TRU issued a statement after the public announcement of Fairbairn’s hiring last week, , saying all the circumstances surrounding his resignation — he returned to faculty a month later as a professor — “were fully explored by the search committee. We were satisfied with the information gathered and the numerous conversations that we had with individuals, former and current colleagues, only solidified the great strength of character and integrity that we have found with this candidate.”

The statement continued to note the search committee was unanimous in its selection of Fairbairn.

“This is a strong vote of confidence in a candidate and from a committee of 16 people who were all uniquely different and chosen for this reason — that they would represent a broad spectrum of interests from our university community.”

Friedman said he hopes Fairbairn “learned from his experience” that academic freedom relates “not just to faculty, but to academic administration.”

An email to TRU staff on Friday from Jim Thomson, chair of the board of governors, reiterated the circumstances surrounding the resignation “were fully explored” and that the committee and board were satisfied with the answers they received.

Friedman noted that while faculty and staff were represented on the hiring committee, the union itself was not.

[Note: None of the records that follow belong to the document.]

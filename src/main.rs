mod cli;
mod dataset;
mod dates;
mod error;
mod filter;
mod fmt;
mod html;
mod loader;
mod merger;
mod models;
mod normalizer;
mod presentation;
mod reports;
mod settings;
mod tui;

use clap::Parser;
use tracing_subscriber::EnvFilter;

use cli::{Cli, Commands};

fn init_logging(verbose: u8) {
    let default = match verbose {
        0 => "warn",
        1 => "info",
        _ => "debug",
    };
    let filter = EnvFilter::try_from_env("FINBOARD_LOG")
        .unwrap_or_else(|_| EnvFilter::new(format!("finboard={default}")));
    tracing_subscriber::fmt()
        .with_env_filter(filter)
        .with_writer(std::io::stderr)
        .with_target(false)
        .init();
}

fn main() {
    let cli = Cli::parse();
    init_logging(cli.verbose);

    let workbook = cli.workbook.as_deref();
    let result = match cli.command.unwrap_or(Commands::Dashboard) {
        Commands::Dashboard => cli::dashboard::run(workbook),
        Commands::Report {
            filters,
            json,
            page,
        } => cli::report::run(workbook, &filters, json, page),
        Commands::Html { filters, output } => cli::html::run(workbook, &filters, output),
        Commands::Load { path } => cli::load::run(&path),
        Commands::Status => cli::status::run(workbook),
    };

    if let Err(e) = result {
        eprintln!("Error: {e}");
        std::process::exit(1);
    }
}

Five faculty members — Lyn Baldwin, Judy Duchscher, David Hill, Wendy Hulko and Marion Oke — were part of the hiring committee. Other members included Peter Fairman, the university’s biosafety officer, Evan Choy, a business and economics student, and administrators Christine Adam (dean of students), Baihua Chadwick (association vice-president international and CEO Global Operations TRU World), Matt Milovick (vice-president administration and finance), Don Poirier (interim associate vice-president open learning) and elder Estella Patrick Moller. The board appointed Thomson, Rick Heney of Fulton and Co. LLP and Barbara Berger, the city’s arts, culture and heritage manager.